Check out photos from the first day: http://imgur.com/a/fiazt

Right now we have Jane Kleeb of Bold Nebraska and Aldo Seoane of the Rosebud Sioux Tribe on deck to answer your questions!

Edit: We are still answering questions, don't worry! There are many of us here in the National Mall, though it is lunch time so not many are at the computer right now. Keep up the comments and we will get to you!

Edit2: Still waiting on the lunch break... more people will come to answer questions, don't worry! In the meantime, you should know that the Keystone XL is built for exporting oil abroad!

Edit3: We're thinking of ending the AMA at about 3:00PM ET, thank you for all your support! We appreciate it greatly!

Edit4: We're still answering questions! Check /u/rejectandprotect to see some personal stories!

Edit5: Alright I think we're finished up here though we may come back to answer more questions and join the discussion later. Thank you all for your support. We will be here all week at The National Mall in Washington, D.C., culminating in a massive rally this Saturday!

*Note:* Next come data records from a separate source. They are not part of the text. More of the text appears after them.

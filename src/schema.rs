/// Column-name constants for the transaction dataset.
/// Single source of truth - shared by the loader, aggregation and bindings.

// ── Transaction columns ─────────────────────────────────────────────────────
pub mod transaction {
    pub const USER_ID: &str = "User_ID";
    pub const PRODUCT_ID: &str = "Product_ID";
    pub const GENDER: &str = "Gender";
    pub const AGE: &str = "Age";
    pub const OCCUPATION: &str = "Occupation";
    pub const CITY_CATEGORY: &str = "City_Category";
    pub const MARITAL_STATUS: &str = "Marital_Status";
    pub const PRODUCT_CATEGORY_1: &str = "Product_Category_1";
    pub const PRODUCT_CATEGORY_2: &str = "Product_Category_2";
    pub const PRODUCT_CATEGORY_3: &str = "Product_Category_3";
    pub const PURCHASE: &str = "Purchase";

    /// Output column order of the normalized transaction table.
    pub const ALL: [&str; 11] = [
        USER_ID,
        PRODUCT_ID,
        GENDER,
        AGE,
        OCCUPATION,
        CITY_CATEGORY,
        MARITAL_STATUS,
        PRODUCT_CATEGORY_1,
        PRODUCT_CATEGORY_2,
        PRODUCT_CATEGORY_3,
        PURCHASE,
    ];

    /// Columns that may be blank in the source file (filled with 0).
    pub const OPTIONAL: [&str; 2] = [PRODUCT_CATEGORY_2, PRODUCT_CATEGORY_3];
}

// ── Demographic columns ─────────────────────────────────────────────────────
pub mod demographic {
    use super::transaction;

    pub const ALL: [&str; 6] = [
        transaction::USER_ID,
        transaction::GENDER,
        transaction::AGE,
        transaction::OCCUPATION,
        transaction::CITY_CATEGORY,
        transaction::MARITAL_STATUS,
    ];

    /// Demographic fields other than the customer key.
    pub const ATTRIBUTES: [&str; 5] = [
        transaction::GENDER,
        transaction::AGE,
        transaction::OCCUPATION,
        transaction::CITY_CATEGORY,
        transaction::MARITAL_STATUS,
    ];
}

// ── Selector values ─────────────────────────────────────────────────────────
pub mod mode {
    pub const COUNTER: &str = "counter";
    pub const PURCHASE: &str = "purchase";
    pub const PRODUCTS: &str = "products";
}
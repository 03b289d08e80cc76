//! Per-customer demographic view.
//!
//! A customer appears once per purchased product in the transaction table, so
//! grouping cannot recover demographics; instead the first row seen for each
//! `User_ID` is kept.

use std::collections::hash_map::Entry;
use std::collections::{HashMap, HashSet};

use log::{debug, warn};
use polars::prelude::*;

use crate::error::DashboardError;
use crate::schema::demographic;
use crate::schema::transaction::USER_ID;

/// What to do when a customer's rows disagree on a demographic field.
#[derive(Debug, Clone, Copy, PartialEq, Eq, Default)]
pub enum ConsistencyPolicy {
    /// Keep the first row, log how many customers disagreed.
    #[default]
    FirstWins,
    /// Fail on the first disagreement.
    Strict,
}

/// Extract the demographic table, first row wins.
pub fn extract_demographics(transactions: &DataFrame) -> Result<DataFrame, DashboardError> {
    extract_demographics_with(transactions, ConsistencyPolicy::FirstWins)
}

/// Extract the demographic table.
///
/// Output rows are in first-seen order of `User_ID` and hold only the
/// columns of [`demographic::ALL`].
pub fn extract_demographics_with(
    transactions: &DataFrame,
    policy: ConsistencyPolicy,
) -> Result<DataFrame, DashboardError> {
    for &col_name in &demographic::ALL {
        if transactions.column(col_name).is_err() {
            return Err(DashboardError::ColumnNotFound(col_name.to_string()));
        }
    }

    let user_ids = transactions.column(USER_ID)?.str()?;
    let attributes = demographic::ATTRIBUTES
        .iter()
        .map(|&c| {
            transactions
                .column(c)
                .map(|col| (c, col.as_materialized_series()))
        })
        .collect::<PolarsResult<Vec<(&str, &Series)>>>()?;

    let mut first_row: HashMap<&str, usize> = HashMap::new();
    let mut conflicting: HashSet<&str> = HashSet::new();
    let mut keep = Vec::with_capacity(transactions.height());

    for (i, id) in user_ids.into_iter().enumerate() {
        let Some(id) = id else {
            keep.push(false);
            continue;
        };
        match first_row.entry(id) {
            Entry::Vacant(slot) => {
                slot.insert(i);
                keep.push(true);
            }
            Entry::Occupied(slot) => {
                keep.push(false);
                if let Some(column) = first_difference(&attributes, *slot.get(), i)? {
                    match policy {
                        ConsistencyPolicy::Strict => {
                            return Err(DashboardError::InconsistentDemographics {
                                user_id: id.to_string(),
                                column: column.to_string(),
                            })
                        }
                        ConsistencyPolicy::FirstWins => {
                            conflicting.insert(id);
                        }
                    }
                }
            }
        }
    }

    if !conflicting.is_empty() {
        warn!(
            "{} customers have conflicting demographic rows; keeping the first row of each",
            conflicting.len()
        );
    }

    let mask = BooleanChunked::from_slice("first_seen".into(), &keep);
    let demographics = transactions.filter(&mask)?.select(demographic::ALL)?;
    debug!(
        "Extracted {} customers from {} transactions",
        demographics.height(),
        transactions.height()
    );
    Ok(demographics)
}

/// Name of the first attribute whose values differ between rows `a` and `b`.
fn first_difference<'a>(
    attributes: &[(&'a str, &Series)],
    a: usize,
    b: usize,
) -> PolarsResult<Option<&'a str>> {
    for &(name, series) in attributes {
        if series.get(a)? != series.get(b)? {
            return Ok(Some(name));
        }
    }
    Ok(None)
}
//! Shared fixtures for unit tests.

use std::io::Write;

use tempfile::NamedTempFile;

use crate::config::DashboardConfig;
use crate::context::DataContext;

/// Header of the public dataset, including the column the loader ignores.
pub const HEADER: &str = "User_ID,Product_ID,Gender,Age,Occupation,City_Category,Stay_In_Current_City_Years,Marital_Status,Product_Category_1,Product_Category_2,Product_Category_3,Purchase";

/// Write a CSV file with [`HEADER`] followed by `rows`.
pub fn write_csv(rows: &[&str]) -> NamedTempFile {
    let mut file = NamedTempFile::new().unwrap();
    writeln!(file, "{HEADER}").unwrap();
    for row in rows {
        writeln!(file, "{row}").unwrap();
    }
    file
}

/// Load `rows` into a context with the default configuration.
pub fn context_from_rows(rows: &[&str]) -> DataContext {
    let file = write_csv(rows);
    DataContext::load(&DashboardConfig::default().with_data_path(file.path())).unwrap()
}

/// Three rows: customer 1 (Male) twice, customer 2 (Female) once.
pub fn minimal_context() -> DataContext {
    context_from_rows(&[
        "1,P1,M,26-35,4,A,1,0,1,,,100",
        "1,P2,M,26-35,4,A,1,0,2,,,50",
        "2,P3,F,18-25,7,B,2,1,3,,,200",
    ])
}

/// A dozen rows over five customers, with ties and numeric occupation codes
/// whose lexical and numeric orders differ.
pub fn sample_context() -> DataContext {
    context_from_rows(&[
        "1000001,P00069042,F,0-17,10,A,2,0,3,,,8370",
        "1000001,P00248942,F,0-17,10,A,2,0,1,6,14,15200",
        "1000002,P00087842,M,55+,16,C,4+,0,12,,,1422",
        "1000003,P00085442,M,26-35,15,A,3,0,12,14,,1057",
        "1000003,P00285442,M,26-35,15,A,3,0,8,,,7969",
        "1000004,P00193542,M,46-50,7,B,2,1,1,2,,15227",
        "1000004,P00184942,M,46-50,7,B,2,1,1,8,17,19215",
        "1000004,P00346142,M,46-50,7,B,2,1,1,15,,15854",
        "1000005,P00097242,F,26-35,2,A,1,1,5,,,5254",
        "1000005,P00274942,F,26-35,2,A,1,1,8,,,3957",
        "1000005,P00251242,F,26-35,2,A,1,1,5,11,,6187",
        "1000002,P00014542,M,55+,16,C,4+,0,8,,,7871",
    ])
}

Comments: 2945 • Responses: 53  • Date: 

bigtimepeanutbutter1754 karma

One thing I think a lot of people don't realize is that whether or not the pipeline is built, the oil will still get produced, and ultimately make its way to where it is demanded. Without the pipeline, the oil will simply get transported via trains or trucks. If the pipeline is built, it is actually estimated to reduce the amount of greenhouse gas emitted during the transportation process by about 39%. In this sense, one could argue that building the pipeline is a good idea. What do you have to say about this?

eshope285 karma

This isn't an either/or decision about pipelines vs. rail/trucks. Rather, the tar sands industry wants it all, and is fighting the clean energy alternatives that will replace oil. As I indicated in a reply to another post in this thread, Alberta is landlocked. The tar sands industry wants to rapidly expand tar sands from the current ~2 million bpd of production to around 6 million bpd by 2030, and 9+ million bpd further down the road. In order to do that, they need ALL the pipeline and rail capacity that has been proposed, and more. So, a rejection of Keystone XL does in fact mean that the tar sands that would be transported through Keystone XL would have to stay in the ground. An economist at UC Berkeley has done some great analysis on how Keystone XL would in fact cause an expansion of tar sands and the associated climate change pollution http://energyathaas.wordpress.com/2014/03/24/it-just-doesnt-add-up-why-i-think-not-building-keystone-xl-will-likely-leave-a-billion-barrels-worth-of-bitumen-in-the-ground/

Prometh3u599 karma

No, thinking the tar sands will shut down because we can't ship it to the U.S. is naive. The tar sands are operating without the Keystone XL at the moment, why would they stop? Plus, like Harper said, there are many other countries willing to accept tar sands oil, like China, and we definitely won't stop production because some people in the U.S. want the tar sands to disappear. Plus, many people don't seem to realize the tar sands are jobs for hundreds of thousands of people, who also need to eat. Clean energy will have its day, it's coming fast, but the fact is clean energy is just not feasible due to economical and technological reasons yet.

TheRedCarey162 karma

He's not saying they would stop. Rather, the decreased costs/transit time of having a pipeline would encourage them to increase the extraction of tar sands, thus expanding the use of them. He never said that rejecting keystone would stop, it would simply limit the growth. Clean energy is actually feasible, it's simply not preferable for most given that the infrastructure is already in place for carbon-based fuels, and not for renewables.

Likes_Information50 karma

Except they'll just build a pipeline to the Pacific ocean and ship the tar sands oil to China. Seriously, people are deluded if they think a pipeline is not getting built one way or another.

rejectandprotect47 karma

Two responses to this: 1) Thus far, the First Nations and other Canadians in British Columbia have blocked pipelines headed to the Pacific, overwhelmingly rejecting these proposals as hazardous to their communities and coastlines. 2) The Keystone XL pipeline would be an export pipeline: http://priceofoil.org/2014/01/31/potential-keystone-xl-refineries-continue-increase-petroleum-product-exports/ -David Turnbull, Oil Change International

rejectandprotect2 karma

As an economist, I would point out that clean energy IS the lower cost alternative to tarsands oil (and fossil fuels more generally).The reason many don't see this is because: 1) fossil fuels are heavily subsidized to keep costs artificially low; 2) the damage they cause to human health and the global climate system have been completely ignored and externalized by the industry. If you add these costs back in through sensible carbon policy, the scales tip in favor of clean energy.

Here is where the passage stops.